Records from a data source
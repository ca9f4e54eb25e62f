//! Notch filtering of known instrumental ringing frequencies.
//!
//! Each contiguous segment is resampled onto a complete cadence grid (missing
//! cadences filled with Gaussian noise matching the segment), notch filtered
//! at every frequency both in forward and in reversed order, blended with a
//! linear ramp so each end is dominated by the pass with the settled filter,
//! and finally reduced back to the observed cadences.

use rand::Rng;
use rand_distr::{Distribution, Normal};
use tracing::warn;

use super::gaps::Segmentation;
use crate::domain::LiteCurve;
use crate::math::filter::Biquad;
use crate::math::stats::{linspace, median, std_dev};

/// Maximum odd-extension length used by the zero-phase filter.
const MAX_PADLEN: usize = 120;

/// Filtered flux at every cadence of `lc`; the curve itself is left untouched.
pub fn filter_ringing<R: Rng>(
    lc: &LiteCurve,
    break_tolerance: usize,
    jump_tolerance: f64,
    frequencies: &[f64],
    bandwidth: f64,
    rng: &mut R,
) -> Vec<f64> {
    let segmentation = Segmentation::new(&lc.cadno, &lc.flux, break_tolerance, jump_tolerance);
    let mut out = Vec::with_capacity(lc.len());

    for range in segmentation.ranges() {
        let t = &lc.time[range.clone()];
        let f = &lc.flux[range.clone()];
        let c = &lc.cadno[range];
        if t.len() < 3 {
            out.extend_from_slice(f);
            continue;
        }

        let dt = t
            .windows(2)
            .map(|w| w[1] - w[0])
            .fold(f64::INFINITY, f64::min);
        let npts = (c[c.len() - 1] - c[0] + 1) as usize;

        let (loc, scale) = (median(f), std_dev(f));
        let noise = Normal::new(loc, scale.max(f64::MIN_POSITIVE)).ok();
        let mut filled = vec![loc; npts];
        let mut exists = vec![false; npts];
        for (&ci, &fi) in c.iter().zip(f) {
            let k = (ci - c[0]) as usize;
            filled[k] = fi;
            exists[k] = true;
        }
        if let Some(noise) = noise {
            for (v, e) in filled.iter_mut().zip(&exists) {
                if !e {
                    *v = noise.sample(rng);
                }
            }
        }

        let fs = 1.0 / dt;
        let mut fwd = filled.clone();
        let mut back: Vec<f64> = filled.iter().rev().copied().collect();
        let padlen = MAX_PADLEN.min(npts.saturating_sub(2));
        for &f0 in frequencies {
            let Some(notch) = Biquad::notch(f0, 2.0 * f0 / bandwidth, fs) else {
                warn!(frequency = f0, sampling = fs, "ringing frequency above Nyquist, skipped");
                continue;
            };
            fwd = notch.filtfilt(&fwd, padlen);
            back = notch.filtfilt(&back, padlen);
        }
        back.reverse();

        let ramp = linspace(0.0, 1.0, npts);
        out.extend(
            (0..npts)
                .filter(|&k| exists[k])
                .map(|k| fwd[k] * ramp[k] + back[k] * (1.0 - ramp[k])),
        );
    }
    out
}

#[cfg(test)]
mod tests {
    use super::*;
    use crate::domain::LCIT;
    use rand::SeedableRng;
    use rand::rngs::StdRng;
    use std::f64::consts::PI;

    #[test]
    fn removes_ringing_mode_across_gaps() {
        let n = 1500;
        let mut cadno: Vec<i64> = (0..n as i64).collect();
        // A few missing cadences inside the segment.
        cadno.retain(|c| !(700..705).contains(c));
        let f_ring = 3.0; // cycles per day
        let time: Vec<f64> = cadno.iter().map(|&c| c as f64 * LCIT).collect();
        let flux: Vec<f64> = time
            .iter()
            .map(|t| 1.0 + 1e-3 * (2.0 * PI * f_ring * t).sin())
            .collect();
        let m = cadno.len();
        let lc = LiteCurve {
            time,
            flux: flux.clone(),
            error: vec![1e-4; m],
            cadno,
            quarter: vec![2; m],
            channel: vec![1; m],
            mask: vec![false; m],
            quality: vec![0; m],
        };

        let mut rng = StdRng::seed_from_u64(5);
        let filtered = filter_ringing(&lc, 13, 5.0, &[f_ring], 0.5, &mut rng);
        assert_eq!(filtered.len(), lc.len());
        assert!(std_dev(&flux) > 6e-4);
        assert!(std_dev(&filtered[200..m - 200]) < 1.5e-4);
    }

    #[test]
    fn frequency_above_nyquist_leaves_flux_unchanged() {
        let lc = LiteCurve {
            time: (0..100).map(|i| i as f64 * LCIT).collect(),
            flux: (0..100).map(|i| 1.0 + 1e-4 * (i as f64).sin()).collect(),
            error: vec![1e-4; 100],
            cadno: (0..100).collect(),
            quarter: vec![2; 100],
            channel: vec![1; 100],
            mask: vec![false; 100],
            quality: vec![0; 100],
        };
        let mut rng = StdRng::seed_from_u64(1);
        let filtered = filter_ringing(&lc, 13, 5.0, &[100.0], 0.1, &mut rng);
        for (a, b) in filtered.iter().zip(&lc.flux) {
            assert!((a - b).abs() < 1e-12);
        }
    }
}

Work task — Please return exactly the lines from the opening line of the data above through the line with "segment), notch filtered", both included and nothing else.

Response for this exercise —
repository ca9f4e54eb25e62f
//! Notch filtering of known instrumental ringing frequencies.
//!
//! Each contiguous segment is resampled onto a complete cadence grid (missing
//! cadences filled with Gaussian noise matching the segment), notch filtered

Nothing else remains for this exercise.